Press release and statement from the occupation

Posted on November 22, 2010 by soasoccupation2010


Central London college occupied by students over education cuts.

Students at the School of Oriental and African Studies (SOAS), London, have today taken over the Brunei Gallery, a central college building, in protest at the Coalition government’s plans to impose £4.3bn cuts to higher education.
SOAS is predicted to face 100% cuts to its teaching budget as it specialises in languages and humanities subjects.
Following a mass meeting of the Students’ Union last week, which voted to support occupations at the college, protestors gathered on campus at Monday lunchtime.
The Brunei Gallery was taken over shortly after by cheering students.

The demands are as follows:

Occupation Statement

“At a huge Emergency General Meeting (EGM) last week, SOAS students voted in favour of occupation as part of our fight against Coalition government plans to cut higher education funding and raise tuition fees. Today, over sixty students have occupied the Brunei Suite at SOAS. This number is growing.
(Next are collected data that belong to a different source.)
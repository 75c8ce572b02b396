//! `EmitContext` - Transform state management for the emitter
//!
//! This module extracts transform-specific state from Printer into a dedicated
//! context object. This follows the "Transform Context" pattern to:
//!
//! 1. Keep Printer focused on AST traversal
//! 2. Group related state together
//! 3. Make transform state explicit and easier to pass around
//! 4. Enable transforms to manage their own state without bloating Printer

use crate::emitter::PrinterOptions;
use crate::transforms::block_scoping_es5::BlockScopeState;
use crate::transforms::private_fields_es5::PrivateFieldState;
use tsz_common::common::{ModuleKind, NewLineKind, ScriptTarget};

/// Flags that control emission behavior for the current scope/branch
#[derive(Debug, Clone, Default)]
pub struct EmitFlags {
    /// Whether we're inside an async function (for await transforms)
    pub in_async: bool,

    /// Whether we're inside a generator function
    pub in_generator: bool,

    /// Whether to capture `this` as `_this` for arrow functions
    pub capture_this: bool,

    /// Whether we're inside a computed property name
    pub in_computed_property_name: bool,

    /// Whether we're inside a class static block
    pub in_class_static_block: bool,

    /// Whether we're emitting for declaration files (.d.ts)
    pub in_declaration_emit: bool,

    /// Whether we're inside a binary/conditional expression operand.
    /// Used to wrap yield-from-await in parens for correct precedence.
    pub in_binary_operand: bool,
}

impl EmitFlags {
    /// Create default flags
    pub fn new() -> Self {
        Self::default()
    }

    /// Create flags for an async context
    pub fn async_context() -> Self {
        Self {
            in_async: true,
            ..Default::default()
        }
    }

    /// Create flags for a generator context
    pub fn generator_context() -> Self {
        Self {
            in_generator: true,
            ..Default::default()
        }
    }
}

/// State for arrow function ES5 transformation
#[derive(Debug, Default)]
pub struct ArrowTransformState {
    /// Depth of arrow functions that need `_this` capture
    /// When > 0, emit `_this` instead of `this` inside arrow function bodies
    pub this_capture_depth: u32,

    /// Whether we've already emitted `var _this = this;` in the current scope
    pub this_captured_in_scope: bool,
}

impl ArrowTransformState {
    /// Enter an arrow function that uses `this`
    pub const fn enter_arrow_with_this(&mut self) {
        self.this_capture_depth += 1;
    }

    /// Exit an arrow function that uses `this`
    pub const fn exit_arrow_with_this(&mut self) {
        if self.this_capture_depth > 0 {
            self.this_capture_depth -= 1;
        }
    }

    /// Check if we're currently capturing `this`
    pub const fn is_capturing_this(&self) -> bool {
        self.this_capture_depth > 0
    }

    /// Mark that `var _this = this;` has been emitted
    pub const fn mark_this_captured(&mut self) {
        self.this_captured_in_scope = true;
    }

    /// Check if `_this` capture statement has been emitted
    pub const fn is_this_captured(&self) -> bool {
        self.this_captured_in_scope
    }

    /// Reset for a new scope (entering a function/class)
    pub const fn enter_new_scope(&mut self) {
        self.this_captured_in_scope = false;
    }
}

/// State for destructuring transformation
#[derive(Debug, Default)]
pub struct DestructuringState {
    /// Counter for temporary variables (_a, _b, _c, etc.)
    pub temp_var_counter: u32,
    /// Counter for for-of loop temp variables (_i/_a, _b/_c, _d/_e, etc.)
    pub for_of_counter: u32,
}

impl DestructuringState {
    /// Get the next temporary variable name
    pub fn next_temp_var(&mut self) -> String {
        let name = format!("_{}", (b'a' + (self.temp_var_counter % 26) as u8) as char);
        self.temp_var_counter += 1;
        name
    }

    /// Reset the counter (for a new file)
    pub const fn reset(&mut self) {
        self.temp_var_counter = 0;
        self.for_of_counter = 0;
    }
}

/// State for `CommonJS` module transformation
#[derive(Debug, Default)]
pub struct ModuleTransformState {
    /// Whether we're currently inside `CommonJS` module transformation
    pub commonjs_mode: bool,

    /// Collected exported names for `CommonJS` (to emit exports.X = X; after declarations)
    pub pending_exports: Vec<String>,

    /// Whether "use strict" has been emitted
    pub strict_mode_emitted: bool,

    /// Whether the file contains an `export =` assignment (`CommonJS` export assignment)
    /// If true, other named exports should be suppressed in `CommonJS` emit.
    pub has_export_assignment: bool,
}

impl ModuleTransformState {
    /// Enter `CommonJS` module mode
    pub const fn enter_commonjs(&mut self) {
        self.commonjs_mode = true;
    }

    /// Exit `CommonJS` module mode
    pub fn exit_commonjs(&mut self) {
        self.commonjs_mode = false;
        self.pending_exports.clear();
    }

    /// Add an export name
    pub fn add_export(&mut self, name: String) {
        self.pending_exports.push(name);
    }

    /// Take and clear the pending exports
    pub fn take_exports(&mut self) -> Vec<String> {
        std::mem::take(&mut self.pending_exports)
    }
}

/// The main emit context that holds all transform-specific state
///
/// This is passed through the emitter and transforms, allowing them to
/// access and modify state without bloating Printer.
#[derive(Debug)]
pub struct EmitContext {
    /// Printer/emitter options
    pub options: PrinterOptions,

    /// Current emit flags for this scope
    pub flags: EmitFlags,

    /// Whether to emit ES5 (classes→IIFEs, arrows→functions)
    pub target_es5: bool,

    /// Whether async/await needs lowering (target < ES2017)
    /// ES2015/ES2016 use __awaiter + generators (yield)
    /// ES5 additionally lowers generators to state machines (__generator)
    pub needs_async_lowering: bool,

    /// Arrow function transformation state
    pub arrow_state: ArrowTransformState,

    /// Destructuring transformation state
    pub destructuring_state: DestructuringState,

    /// Module transformation state
    pub module_state: ModuleTransformState,

    /// Block scoping transformation state (let/const → var)
    pub block_scope_state: BlockScopeState,

    /// Private fields transformation state (#field → `WeakMap`)
    pub private_field_state: PrivateFieldState,

    /// When true, emit `yield` instead of `await` in expression positions.
    /// Used for ES2015/ES2016 async lowering (function* + yield pattern).
    pub emit_await_as_yield: bool,

    /// Auto-detect module mode: if true, detect imports/exports and apply `CommonJS`
    pub auto_detect_module: bool,

    /// Original module kind before wrapper body override (AMD/UMD → `CommonJS`).
    /// Used by export assignment to emit `return X` instead of `module.exports = X` in AMD.
    pub original_module_kind: Option<ModuleKind>,
}

impl EmitContext {
    /// Create a new `EmitContext` with default options
    pub fn new() -> Self {
        Self::with_options(PrinterOptions::default())
    }

    /// Create a new `EmitContext` with the given options
    pub fn with_options(options: PrinterOptions) -> Self {
        let target_es5 = matches!(options.target, ScriptTarget::ES3 | ScriptTarget::ES5);
        let needs_async_lowering = !options.target.supports_es2017();

        Self {
            options,
            flags: EmitFlags::default(),
            target_es5,
            needs_async_lowering,
            arrow_state: ArrowTransformState::default(),
            destructuring_state: DestructuringState::default(),
            module_state: ModuleTransformState::default(),
            block_scope_state: BlockScopeState::default(),
            private_field_state: PrivateFieldState::default(),
            emit_await_as_yield: false,
            auto_detect_module: false,
            original_module_kind: None,
        }
    }

    /// Create an `EmitContext` targeting ES5
    pub fn es5() -> Self {
        let mut ctx = Self::new();
        ctx.target_es5 = true;
        ctx.needs_async_lowering = true;
        ctx.options.target = ScriptTarget::ES5;
        ctx
    }

    /// Create an `EmitContext` targeting ES6+
    pub fn es6() -> Self {
        let mut ctx = Self::new();
        ctx.target_es5 = false;
        ctx.needs_async_lowering = true; // ES2015 still needs async lowering
        ctx.options.target = ScriptTarget::ES2015;
        ctx
    }

    // =========================================================================
    // Convenience accessors
    // =========================================================================

    /// Check if targeting ES5 (needs class/arrow transforms)
    pub const fn is_es5(&self) -> bool {
        self.target_es5
    }

    /// Get the new line string based on options
    pub const fn new_line(&self) -> &'static str {
        match self.options.new_line {
            NewLineKind::LineFeed => "\n",
            NewLineKind::CarriageReturnLineFeed => "\r\n",
        }
    }

    /// Check if comments should be removed
    pub const fn remove_comments(&self) -> bool {
        self.options.remove_comments
    }

    /// Check if we're in `CommonJS` mode
    pub const fn is_commonjs(&self) -> bool {
        matches!(self.options.module, ModuleKind::CommonJS)
    }

    // =========================================================================
    // Scope management helpers
    // =========================================================================

    /// Enter a new function scope (resets certain state)
    pub const fn enter_function_scope(&mut self) {
        self.arrow_state.enter_new_scope();
    }

    /// Enter a class scope
    pub const fn enter_class_scope(&mut self) {
        self.arrow_state.enter_new_scope();
    }

    // =========================================================================
    // Temp variable generation
    // =========================================================================

    /// Get the next temporary variable name for destructuring
    pub fn next_temp_var(&mut self) -> String {
        self.destructuring_state.next_temp_var()
    }

    /// Get the current temp var counter value
    pub const fn temp_var_counter(&self) -> u32 {
        self.destructuring_state.temp_var_counter
    }

    /// Set the temp var counter (for restoring state)
    pub const fn set_temp_var_counter(&mut self, value: u32) {
        self.destructuring_state.temp_var_counter = value;
    }
}

impl Default for EmitContext {
    fn default() -> Self {
        Self::new()
    }
}

#[cfg(test)]
#[path = "../tests/emit_context.rs"]
mod tests;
We stand in solidarity with other University occupations across the country and all those resisting the government’s draconian and unnecessary cuts. We encourage all students to participate in the National Day of Action against fees and cuts on 24th November. We call on the University administration to join us in our fight to defend education. In particular, we demand:

No victimisation of participants in this occupation and in previous and future student actions against fees and cuts.

That students who participate in the walk-out organised on the 24th of November are not marked as absent from lectures or tutorials on that day

Greater transparency in the School’s budget and in the School’s financial decisions.

That Paul Webley, SOAS Director, releases a statement openly condemning all cuts to higher education and any rise in tuition fees, and writes to the Government in the form of an open letter asking Vice-Chancellors across the country to unite against all threats to Higher Education.

That Paul Webley and SOAS management refuse to budget for the cuts and commit not to raise tuition fees.

We also request that all lecturers devote 15 minutes of lecture time to discuss the impact of the cuts in their classes throughout this week.

The occupation space is open to all students and staff and we encourage everyone to participate in occupation activities.”